'''

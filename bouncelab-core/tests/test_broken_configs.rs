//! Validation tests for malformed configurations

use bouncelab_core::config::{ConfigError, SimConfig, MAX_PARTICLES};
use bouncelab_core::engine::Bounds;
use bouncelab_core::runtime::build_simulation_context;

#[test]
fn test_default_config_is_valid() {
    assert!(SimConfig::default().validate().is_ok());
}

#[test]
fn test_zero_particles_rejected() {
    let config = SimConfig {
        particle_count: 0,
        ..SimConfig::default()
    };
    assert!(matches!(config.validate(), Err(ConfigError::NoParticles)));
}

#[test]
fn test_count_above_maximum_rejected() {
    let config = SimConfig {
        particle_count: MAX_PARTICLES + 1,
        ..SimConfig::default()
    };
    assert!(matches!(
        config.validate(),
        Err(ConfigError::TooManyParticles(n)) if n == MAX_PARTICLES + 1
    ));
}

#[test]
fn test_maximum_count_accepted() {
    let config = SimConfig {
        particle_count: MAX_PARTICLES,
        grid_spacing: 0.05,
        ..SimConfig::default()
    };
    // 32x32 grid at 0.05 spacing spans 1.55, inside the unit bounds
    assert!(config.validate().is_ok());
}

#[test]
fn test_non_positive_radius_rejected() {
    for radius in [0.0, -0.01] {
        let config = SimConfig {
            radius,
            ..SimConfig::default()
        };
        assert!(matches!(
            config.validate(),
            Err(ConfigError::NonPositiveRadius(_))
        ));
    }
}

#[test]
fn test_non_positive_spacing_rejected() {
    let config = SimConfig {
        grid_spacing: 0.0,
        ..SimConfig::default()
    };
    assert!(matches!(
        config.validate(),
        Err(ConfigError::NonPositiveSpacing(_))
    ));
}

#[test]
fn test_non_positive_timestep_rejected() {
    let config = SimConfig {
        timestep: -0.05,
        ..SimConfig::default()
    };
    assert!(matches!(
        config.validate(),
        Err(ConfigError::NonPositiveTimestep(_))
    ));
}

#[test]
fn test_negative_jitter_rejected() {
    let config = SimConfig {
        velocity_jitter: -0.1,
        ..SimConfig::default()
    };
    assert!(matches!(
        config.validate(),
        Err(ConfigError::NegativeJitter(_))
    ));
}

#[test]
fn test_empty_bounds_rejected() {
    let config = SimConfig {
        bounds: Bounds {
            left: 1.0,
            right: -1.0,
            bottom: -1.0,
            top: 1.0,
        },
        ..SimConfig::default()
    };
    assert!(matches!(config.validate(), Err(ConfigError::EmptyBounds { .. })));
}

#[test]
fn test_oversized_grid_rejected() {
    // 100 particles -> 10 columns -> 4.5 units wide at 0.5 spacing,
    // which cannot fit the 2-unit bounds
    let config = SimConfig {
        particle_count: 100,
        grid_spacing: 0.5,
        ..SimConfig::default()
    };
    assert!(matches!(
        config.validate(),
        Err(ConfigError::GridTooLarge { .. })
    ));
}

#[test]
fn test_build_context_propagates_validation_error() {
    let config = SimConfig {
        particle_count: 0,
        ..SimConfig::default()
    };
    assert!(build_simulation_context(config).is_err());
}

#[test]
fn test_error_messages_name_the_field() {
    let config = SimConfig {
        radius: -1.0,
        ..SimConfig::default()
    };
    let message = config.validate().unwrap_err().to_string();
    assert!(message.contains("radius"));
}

'''
'''

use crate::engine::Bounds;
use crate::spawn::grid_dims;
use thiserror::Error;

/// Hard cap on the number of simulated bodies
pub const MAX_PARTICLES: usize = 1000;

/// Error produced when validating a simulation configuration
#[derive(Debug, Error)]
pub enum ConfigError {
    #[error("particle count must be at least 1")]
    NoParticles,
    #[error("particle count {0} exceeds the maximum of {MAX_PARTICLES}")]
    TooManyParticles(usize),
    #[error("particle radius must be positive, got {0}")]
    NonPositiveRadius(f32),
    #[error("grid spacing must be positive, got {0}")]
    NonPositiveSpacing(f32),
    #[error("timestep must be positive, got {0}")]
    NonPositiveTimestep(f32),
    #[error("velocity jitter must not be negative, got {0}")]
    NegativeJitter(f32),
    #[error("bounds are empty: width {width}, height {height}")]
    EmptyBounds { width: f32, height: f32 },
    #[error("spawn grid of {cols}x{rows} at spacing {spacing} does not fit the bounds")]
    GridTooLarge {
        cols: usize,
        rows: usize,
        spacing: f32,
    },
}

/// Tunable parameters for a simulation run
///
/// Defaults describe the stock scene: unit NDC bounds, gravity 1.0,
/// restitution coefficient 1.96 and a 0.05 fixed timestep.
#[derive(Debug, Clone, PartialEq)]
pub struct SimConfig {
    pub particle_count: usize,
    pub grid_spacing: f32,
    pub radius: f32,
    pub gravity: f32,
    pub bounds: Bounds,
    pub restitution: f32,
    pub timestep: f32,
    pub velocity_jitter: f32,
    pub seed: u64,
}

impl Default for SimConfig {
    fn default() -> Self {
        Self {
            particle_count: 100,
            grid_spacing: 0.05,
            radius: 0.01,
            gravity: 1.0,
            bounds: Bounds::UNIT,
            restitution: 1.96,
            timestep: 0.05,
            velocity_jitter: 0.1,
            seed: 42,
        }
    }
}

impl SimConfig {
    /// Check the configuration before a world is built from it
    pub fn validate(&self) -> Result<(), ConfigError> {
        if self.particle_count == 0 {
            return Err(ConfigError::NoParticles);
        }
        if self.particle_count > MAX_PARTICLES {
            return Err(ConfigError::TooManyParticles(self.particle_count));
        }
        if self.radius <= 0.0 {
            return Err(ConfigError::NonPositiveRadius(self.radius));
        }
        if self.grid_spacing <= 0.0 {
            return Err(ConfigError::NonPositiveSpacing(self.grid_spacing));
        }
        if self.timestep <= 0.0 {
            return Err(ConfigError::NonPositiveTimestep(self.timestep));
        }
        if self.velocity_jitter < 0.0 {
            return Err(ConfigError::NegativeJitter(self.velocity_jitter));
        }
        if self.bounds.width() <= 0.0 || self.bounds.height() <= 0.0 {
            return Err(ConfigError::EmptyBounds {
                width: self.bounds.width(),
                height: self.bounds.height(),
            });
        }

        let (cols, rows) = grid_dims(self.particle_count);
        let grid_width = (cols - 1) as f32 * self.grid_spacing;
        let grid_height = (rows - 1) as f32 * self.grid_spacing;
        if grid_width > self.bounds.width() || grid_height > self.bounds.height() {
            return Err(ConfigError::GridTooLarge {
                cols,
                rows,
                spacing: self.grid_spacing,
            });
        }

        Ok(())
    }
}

'''
'''

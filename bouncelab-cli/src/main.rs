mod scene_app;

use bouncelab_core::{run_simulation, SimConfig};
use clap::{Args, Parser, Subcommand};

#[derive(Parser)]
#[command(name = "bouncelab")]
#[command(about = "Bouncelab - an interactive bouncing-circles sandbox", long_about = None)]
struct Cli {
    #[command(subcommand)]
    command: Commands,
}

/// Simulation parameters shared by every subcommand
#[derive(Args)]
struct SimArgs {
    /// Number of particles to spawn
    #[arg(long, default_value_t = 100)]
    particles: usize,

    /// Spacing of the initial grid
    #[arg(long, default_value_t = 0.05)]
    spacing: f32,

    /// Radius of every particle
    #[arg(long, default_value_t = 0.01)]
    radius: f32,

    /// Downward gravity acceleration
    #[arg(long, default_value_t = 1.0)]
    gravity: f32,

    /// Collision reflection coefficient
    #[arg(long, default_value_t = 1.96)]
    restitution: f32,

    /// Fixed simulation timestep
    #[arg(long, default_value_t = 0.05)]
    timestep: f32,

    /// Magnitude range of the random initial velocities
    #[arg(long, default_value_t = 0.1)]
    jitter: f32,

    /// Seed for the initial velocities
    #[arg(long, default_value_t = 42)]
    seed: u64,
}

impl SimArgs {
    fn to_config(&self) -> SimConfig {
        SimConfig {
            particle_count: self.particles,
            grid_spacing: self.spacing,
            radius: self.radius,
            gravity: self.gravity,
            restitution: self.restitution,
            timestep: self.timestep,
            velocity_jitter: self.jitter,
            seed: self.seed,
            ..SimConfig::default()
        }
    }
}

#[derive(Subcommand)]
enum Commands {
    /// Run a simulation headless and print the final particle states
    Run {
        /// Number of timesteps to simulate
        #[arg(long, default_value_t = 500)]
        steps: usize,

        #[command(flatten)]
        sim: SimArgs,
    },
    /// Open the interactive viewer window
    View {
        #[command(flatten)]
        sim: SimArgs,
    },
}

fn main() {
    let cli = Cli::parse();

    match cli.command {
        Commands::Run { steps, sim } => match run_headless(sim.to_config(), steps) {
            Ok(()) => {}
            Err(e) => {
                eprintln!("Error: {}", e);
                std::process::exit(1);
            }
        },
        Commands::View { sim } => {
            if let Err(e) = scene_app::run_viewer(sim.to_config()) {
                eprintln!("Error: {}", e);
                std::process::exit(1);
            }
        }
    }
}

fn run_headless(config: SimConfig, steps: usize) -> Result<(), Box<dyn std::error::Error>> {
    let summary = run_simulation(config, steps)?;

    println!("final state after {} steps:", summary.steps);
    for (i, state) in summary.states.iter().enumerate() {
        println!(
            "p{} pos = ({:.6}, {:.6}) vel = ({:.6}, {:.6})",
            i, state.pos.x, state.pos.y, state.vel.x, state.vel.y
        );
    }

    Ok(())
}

'''

Exercise: For the string "interactive", return every line of the data where it appears.

Answer to this exercise:
#[command(about = "Bouncelab - an interactive bouncing-circles sandbox", long_about = None)]
    /// Open the interactive viewer window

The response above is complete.